Preceptory of the Knights Templars
editThe Templars built a number of additions, including a large Norman-style arched doorway and a refectory. Denny became a hospital for sick members of the Order in the mid-13th century.[7] By the end of that century, the Knights had lost their power, and in 1308 King Edward II had all the members of the Order arrested and imprisoned for alleged heresy, confiscating their property. Denny was then given to the Knights Hospitaller, who took no active interest in the property. In 1324 it was taken back by the Crown.
House of Poor Clares
editIn 1327 King Edward III gave the Priory to a young widow, Marie de St Pol, Countess of Pembroke (1303-1377), known for her founding of Pembroke College, Cambridge. Countess Marie turned what had been the Abbey church into her lodgings. She had a new church built and gave the remainder of the priory to the Franciscan Poor Clares. This community of nuns moved from their flood-prone Waterbeach Abbey.
The priory was expanded in this period, with comfortable quarters for the Countess, who never entered the Poor Clares, and spartan accommodation for the nuns. The priory began to be called Denny Abbey during this period, despite the fact that the term "abbey" is never used by the nuns of that Order.
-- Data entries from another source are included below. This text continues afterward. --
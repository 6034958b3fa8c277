use super::weights::{MATCH_WEIGHTS, PARTIAL_LOCATION_POINTS};

#[derive(Debug, Clone, Copy, PartialEq, Eq)]
pub enum LocationFit {
    Exact,
    Contained,
    Unrelated,
}

impl LocationFit {
    pub fn points(self) -> f64 {
        match self {
            LocationFit::Exact => f64::from(MATCH_WEIGHTS.location),
            LocationFit::Contained => PARTIAL_LOCATION_POINTS,
            LocationFit::Unrelated => 0.0,
        }
    }
}

/// Compare two locations case-insensitively.
///
/// Returns `None` when either side is empty; the factor is then left out of
/// the score entirely.
pub fn evaluate_location(resource_location: &str, requirement_location: &str) -> Option<LocationFit> {
    if resource_location.is_empty() || requirement_location.is_empty() {
        return None;
    }

    let resource = resource_location.to_lowercase();
    let requirement = requirement_location.to_lowercase();

    let fit = if resource == requirement {
        LocationFit::Exact
    } else if resource.contains(&requirement) || requirement.contains(&resource) {
        LocationFit::Contained
    } else {
        LocationFit::Unrelated
    };

    Some(fit)
}

#[cfg(test)]
mod tests {
    use super::*;

    #[test]
    fn exact_match_ignores_case() {
        assert_eq!(evaluate_location("Pune", "pune"), Some(LocationFit::Exact));
        assert_eq!(LocationFit::Exact.points(), 20.0);
    }

    #[test]
    fn containment_scores_partially() {
        let fit = evaluate_location("Bangalore", "Bangalore North");
        assert_eq!(fit, Some(LocationFit::Contained));
        assert_eq!(fit.map(LocationFit::points), Some(10.0));
    }

    #[test]
    fn unrelated_locations_score_zero() {
        assert_eq!(evaluate_location("Pune", "Chennai"), Some(LocationFit::Unrelated));
        assert_eq!(LocationFit::Unrelated.points(), 0.0);
    }

    #[test]
    fn missing_location_skips_factor() {
        assert_eq!(evaluate_location("", "Pune"), None);
        assert_eq!(evaluate_location("Pune", ""), None);
    }
}
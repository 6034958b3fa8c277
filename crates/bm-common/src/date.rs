use chrono::{DateTime, Duration, NaiveDate, NaiveDateTime, Utc};

const MILLIS_PER_DAY: i64 = 24 * 60 * 60 * 1000;

/// Parse the date strings upstream emits.
///
/// - `YYYY-MM-DD`: midnight UTC
/// - RFC 3339 with offset: converted to UTC
/// - `YYYY-MM-DDTHH:MM:SS[.fff]` without offset: read as UTC
///
/// Anything else yields `None`.
pub fn parse_loose(raw: &str) -> Option<DateTime<Utc>> {
    let trimmed = raw.trim();
    if trimmed.is_empty() {
        return None;
    }

    if let Ok(date) = NaiveDate::parse_from_str(trimmed, "%Y-%m-%d") {
        return date.and_hms_opt(0, 0, 0).map(|naive| naive.and_utc());
    }

    if let Ok(with_offset) = DateTime::parse_from_rfc3339(trimmed) {
        return Some(with_offset.with_timezone(&Utc));
    }

    NaiveDateTime::parse_from_str(trimmed, "%Y-%m-%dT%H:%M:%S%.f")
        .ok()
        .map(|naive| naive.and_utc())
}

/// Whole days from `from` to `to`, rounded up. Negative when `to` is earlier.
pub fn ceil_days(from: DateTime<Utc>, to: DateTime<Utc>) -> i64 {
    let millis = (to - from).num_milliseconds();
    millis.div_euclid(MILLIS_PER_DAY) + i64::from(millis.rem_euclid(MILLIS_PER_DAY) != 0)
}

/// `YYYY-MM-DD` for the UTC calendar day of `now`.
pub fn day_string(now: DateTime<Utc>) -> String {
    now.date_naive().format("%Y-%m-%d").to_string()
}

/// RFC 3339 timestamp with millisecond precision and a `Z` suffix.
pub fn timestamp_string(now: DateTime<Utc>) -> String {
    now.to_rfc3339_opts(chrono::SecondsFormat::Millis, true)
}

pub fn one_week() -> Duration {
    Duration::days(7)
}
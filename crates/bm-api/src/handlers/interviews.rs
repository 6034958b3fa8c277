use axum::{
    Json,
    extract::{Query, State},
};
use bm_common::InterviewStatus;
use bm_common::views::interviews::{
    Interview, InterviewStats, derive_interviews, filter_by_status,
};
use chrono::Utc;
use serde::{Deserialize, Serialize};

use crate::SharedState;
use crate::error::ApiError;

#[derive(Debug, Default, Deserialize)]
pub struct InterviewQuery {
    pub status: Option<InterviewStatus>,
}

/// Stats always cover every interview, not just the filtered page.
#[derive(Debug, Serialize)]
pub struct InterviewList {
    pub items: Vec<Interview>,
    pub stats: InterviewStats,
}

pub async fn list_interviews(
    State(state): State<SharedState>,
    Query(query): Query<InterviewQuery>,
) -> Result<Json<InterviewList>, ApiError> {
    let now = Utc::now();
    let resources = state.source.resources(now).await?;

    let interviews = derive_interviews(&resources, now);
    let stats = InterviewStats::from_interviews(&interviews);

    Ok(Json(InterviewList {
        items: filter_by_status(interviews, query.status),
        stats,
    }))
}
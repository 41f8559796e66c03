// Week module
// Day buckets and 7-day week rows fed to the grid assembler

use chrono::{Duration, NaiveDate};

use crate::error::LayoutError;
use crate::models::event::Event;

pub const DAYS_PER_WEEK: usize = 7;

/// A calendar date and the events the resolver reported for it, in resolver order.
#[derive(Debug, Clone, PartialEq)]
pub struct DayBucket {
    pub date: NaiveDate,
    pub events: Vec<Event>,
}

impl DayBucket {
    pub fn new(date: NaiveDate, events: Vec<Event>) -> Self {
        Self { date, events }
    }

    pub fn empty(date: NaiveDate) -> Self {
        Self::new(date, Vec::new())
    }
}

/// Exactly seven consecutive day buckets in week-start order.
#[derive(Debug, Clone, PartialEq)]
pub struct Week {
    days: Vec<DayBucket>,
}

impl Week {
    pub fn new(days: Vec<DayBucket>) -> Result<Self, LayoutError> {
        if days.len() != DAYS_PER_WEEK {
            return Err(LayoutError::InvalidWeek(format!("got {} days", days.len())));
        }

        for pair in days.windows(2) {
            if pair[1].date != pair[0].date + Duration::days(1) {
                return Err(LayoutError::InvalidWeek(format!(
                    "{} does not follow {}",
                    pair[1].date, pair[0].date
                )));
            }
        }

        Ok(Self { days })
    }

    pub fn first_date(&self) -> NaiveDate {
        self.days[0].date
    }

    pub fn last_date(&self) -> NaiveDate {
        self.days[DAYS_PER_WEEK - 1].date
    }

    pub fn days(&self) -> &[DayBucket] {
        &self.days
    }
}
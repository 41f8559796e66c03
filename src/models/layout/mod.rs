// Layout module
// Renderer-agnostic output of a layout pass

use chrono::NaiveDate;
use serde::{Deserialize, Serialize};

use crate::models::event::{EventCategory, EventId};

/// Visual weight of a vacated track.
#[derive(Debug, Clone, Copy, PartialEq, Eq, Hash, Serialize, Deserialize)]
#[serde(rename_all = "snake_case")]
pub enum SpacerWeight {
    /// Vacated by a single-day (all-day) event; occupies a full-width slot.
    Full,
    /// Vacated by a multi-day bar; drawn with the bar end-cap style.
    Small,
}

/// Placeholder for a track left empty by the event that owned it yesterday.
#[derive(Debug, Clone, Copy, PartialEq, Eq, Hash, Serialize, Deserialize)]
pub struct Spacer {
    pub weight: SpacerWeight,
    pub vacated_by: EventId,
}

impl Spacer {
    pub fn vacated_by(category: EventCategory, event_id: EventId) -> Self {
        let weight = match category {
            EventCategory::MultiDay => SpacerWeight::Small,
            EventCategory::AllDay | EventCategory::Simple => SpacerWeight::Full,
        };
        Self {
            weight,
            vacated_by: event_id,
        }
    }
}

/// One position in a lane.
#[derive(Debug, Clone, Copy, PartialEq, Eq, Hash, Serialize, Deserialize)]
#[serde(rename_all = "snake_case")]
pub enum TrackSlot {
    MultiDay(EventId),
    AllDay(EventId),
    Simple(EventId),
    Spacer(Spacer),
}

impl TrackSlot {
    pub fn for_event(category: EventCategory, id: EventId) -> Self {
        match category {
            EventCategory::MultiDay => TrackSlot::MultiDay(id),
            EventCategory::AllDay => TrackSlot::AllDay(id),
            EventCategory::Simple => TrackSlot::Simple(id),
        }
    }

    pub fn event_id(&self) -> Option<EventId> {
        match *self {
            TrackSlot::MultiDay(id) | TrackSlot::AllDay(id) | TrackSlot::Simple(id) => Some(id),
            TrackSlot::Spacer(_) => None,
        }
    }

    pub fn category(&self) -> Option<EventCategory> {
        match self {
            TrackSlot::MultiDay(_) => Some(EventCategory::MultiDay),
            TrackSlot::AllDay(_) => Some(EventCategory::AllDay),
            TrackSlot::Simple(_) => Some(EventCategory::Simple),
            TrackSlot::Spacer(_) => None,
        }
    }

    pub fn is_spacer(&self) -> bool {
        matches!(self, TrackSlot::Spacer(_))
    }
}

/// Geometry of a multi-day bar within one week row.
#[derive(Debug, Clone, Copy, PartialEq, Eq, Serialize, Deserialize)]
pub struct Span {
    /// Number of day-columns covered, 1..=7
    pub width: u8,
    /// The event continues past the last column of this row
    pub overflows_week: bool,
    /// The event started before the first column of this row
    pub starts_before_week: bool,
}

/// Coarse time-of-day filter bucket.
#[derive(Debug, Clone, Copy, PartialEq, Eq, PartialOrd, Ord, Hash, Serialize, Deserialize)]
#[serde(rename_all = "snake_case")]
pub enum TimeOfDay {
    AllDay,
    Morning,
    Afternoon,
    Evening,
    Night,
}

#[derive(Debug, Clone, Copy, PartialEq, Eq, Serialize, Deserialize)]
#[serde(rename_all = "snake_case")]
pub enum LaneKind {
    /// Multi-day and all-day bars
    Banner,
    /// Hour-grid events
    Timed,
}

#[derive(Debug, Clone, Copy, PartialEq, Eq, Serialize, Deserialize)]
#[serde(rename_all = "snake_case")]
pub enum CellKind {
    Event,
    Spacer,
}

/// A single renderable cell of a day.
#[derive(Debug, Clone, PartialEq, Eq, Serialize, Deserialize)]
pub struct Cell {
    pub lane: LaneKind,
    pub slot_index: usize,
    pub kind: CellKind,
    #[serde(default, skip_serializing_if = "Option::is_none")]
    pub event_id: Option<EventId>,
    #[serde(default, skip_serializing_if = "Option::is_none")]
    pub category: Option<EventCategory>,
    #[serde(default, skip_serializing_if = "Option::is_none")]
    pub span: Option<Span>,
    #[serde(default, skip_serializing_if = "Option::is_none")]
    pub overlap_count: Option<u32>,
    #[serde(default, skip_serializing_if = "Vec::is_empty")]
    pub time_buckets: Vec<TimeOfDay>,
    #[serde(default, skip_serializing_if = "Option::is_none")]
    pub start_minute: Option<u32>,
    #[serde(default, skip_serializing_if = "Option::is_none")]
    pub end_minute: Option<u32>,
    #[serde(default, skip_serializing_if = "Option::is_none")]
    pub spacer: Option<Spacer>,
}

impl Cell {
    pub fn event(
        lane: LaneKind,
        slot_index: usize,
        event_id: EventId,
        category: EventCategory,
    ) -> Self {
        Self {
            lane,
            slot_index,
            kind: CellKind::Event,
            event_id: Some(event_id),
            category: Some(category),
            span: None,
            overlap_count: None,
            time_buckets: Vec::new(),
            start_minute: None,
            end_minute: None,
            spacer: None,
        }
    }

    pub fn spacer(slot_index: usize, spacer: Spacer) -> Self {
        Self {
            lane: LaneKind::Banner,
            slot_index,
            kind: CellKind::Spacer,
            event_id: None,
            category: None,
            span: None,
            overlap_count: None,
            time_buckets: Vec::new(),
            start_minute: None,
            end_minute: None,
            spacer: Some(spacer),
        }
    }
}

/// Event ids per category, in draw order.
#[derive(Debug, Clone, Default, PartialEq, Eq, Serialize, Deserialize)]
pub struct Lanes {
    pub multi_day: Vec<EventId>,
    pub all_day: Vec<EventId>,
    pub simple: Vec<EventId>,
}

#[derive(Debug, Clone, Copy, PartialEq, Eq, Serialize, Deserialize)]
#[serde(rename_all = "snake_case")]
pub enum DiagnosticKind {
    /// The event had no usable end and was clamped to zero duration
    DegradedEvent,
    /// The event was supplied for a day outside its own date range and skipped
    OutOfRange,
}

#[derive(Debug, Clone, PartialEq, Eq, Serialize, Deserialize)]
pub struct Diagnostic {
    pub event_id: EventId,
    pub date: NaiveDate,
    pub kind: DiagnosticKind,
}

#[derive(Debug, Clone, PartialEq, Eq, Serialize, Deserialize)]
pub struct DayLayout {
    pub date: NaiveDate,
    pub lanes: Lanes,
    /// Reconciled banner lane, index = track
    pub tracks: Vec<TrackSlot>,
    pub cells: Vec<Cell>,
    #[serde(default, skip_serializing_if = "Vec::is_empty")]
    pub diagnostics: Vec<Diagnostic>,
}

impl DayLayout {
    /// Banner track index of an event on this day.
    pub fn track_of(&self, event_id: EventId) -> Option<usize> {
        self.tracks
            .iter()
            .position(|slot| slot.event_id() == Some(event_id))
    }

    pub fn cell_for(&self, event_id: EventId) -> Option<&Cell> {
        self.cells.iter().find(|cell| cell.event_id == Some(event_id))
    }
}

#[derive(Debug, Clone, PartialEq, Eq, Serialize, Deserialize)]
pub struct WeekLayout {
    pub first_date: NaiveDate,
    pub days: Vec<DayLayout>,
}

#[derive(Debug, Clone, PartialEq, Eq, Serialize, Deserialize)]
pub struct MonthLayout {
    pub year: i32,
    pub month: u32,
    pub weeks: Vec<WeekLayout>,
}

#[cfg(test)]
mod tests {
    use super::*;

    #[test]
    fn test_spacer_weight_follows_vacating_category() {
        assert_eq!(
            Spacer::vacated_by(EventCategory::MultiDay, 4).weight,
            SpacerWeight::Small
        );
        assert_eq!(
            Spacer::vacated_by(EventCategory::AllDay, 4).weight,
            SpacerWeight::Full
        );
    }

    #[test]
    fn test_track_slot_accessors() {
        let slot = TrackSlot::for_event(EventCategory::AllDay, 9);
        assert_eq!(slot, TrackSlot::AllDay(9));
        assert_eq!(slot.event_id(), Some(9));
        assert!(!slot.is_spacer());

        let spacer = TrackSlot::Spacer(Spacer::vacated_by(EventCategory::AllDay, 9));
        assert_eq!(spacer.event_id(), None);
        assert_eq!(spacer.category(), None);
    }

    #[test]
    fn test_cell_serialization_omits_empty_fields() {
        let cell = Cell::spacer(1, Spacer::vacated_by(EventCategory::MultiDay, 3));
        let json = serde_json::to_value(&cell).unwrap();

        assert_eq!(json["kind"], "spacer");
        assert_eq!(json["lane"], "banner");
        assert_eq!(json["spacer"]["weight"], "small");
        assert_eq!(json["spacer"]["vacated_by"], 3);
        assert!(json.get("event_id").is_none());
        assert!(json.get("time_buckets").is_none());
    }
}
The Countess of Pembroke died in 1377 and was buried before the high altar of the nuns' church in Denny Abbey, but the precise location of her grave is now lost.
Abbesses of Denny
editA list of the Abbesses of Denny:[8]
- Katherine de Bolewyk, first abbess 1342, occurs 1351
- Margaret, occurs 1361
- Joan Colcestre, occurs 1379
- Isabel Kendale, occurs 1391, 1404
- Agnes Massingham, elected 1412
- Agnes Bernard, occurs 1413
- Margery Milley, occurs 1419, 1430-1
- Katherine Sybyle, occurs 1434, 1449
- Joan Keteryche, occurs 1459, 1462, died 1479
- Margaret Assheby, occurs 1480, 1487, 1493
- Elizabeth Throckmorton, occurs 1512, last abbess (who retired to live with her nephew George Throckmorton at Coughton Court in Warwickshire).[9] She took with her when she left the wooden dole-gate of Denny Abbey, carved with her name, which can still be seen at Coughton Court.
Secular use
editThe abbey was closed in 1536, during the Dissolution of the Monasteries, and was once more taken over by the Crown. The last of the nuns had left within two years. The Abbess's lodge, originally built for the Countess, was retained as a farmhouse, and the Refectory as a barn, but the nave was demolished. In 1628 the abbey passed into private ownership.
In 1663 the Abbey estate was modestly valued at £58.4s.4d, as listed in the will of a Richard Kettle. By 1686, Joseph Kettle of Denny Abbey, whose connection to Richard Kettle is unclear,[10] had grown the value over twenty-fold, to £1,223.15s.0d. So it was perhaps Joseph who was responsible for the substantial late 17th-century changes to the farm buildings.[11]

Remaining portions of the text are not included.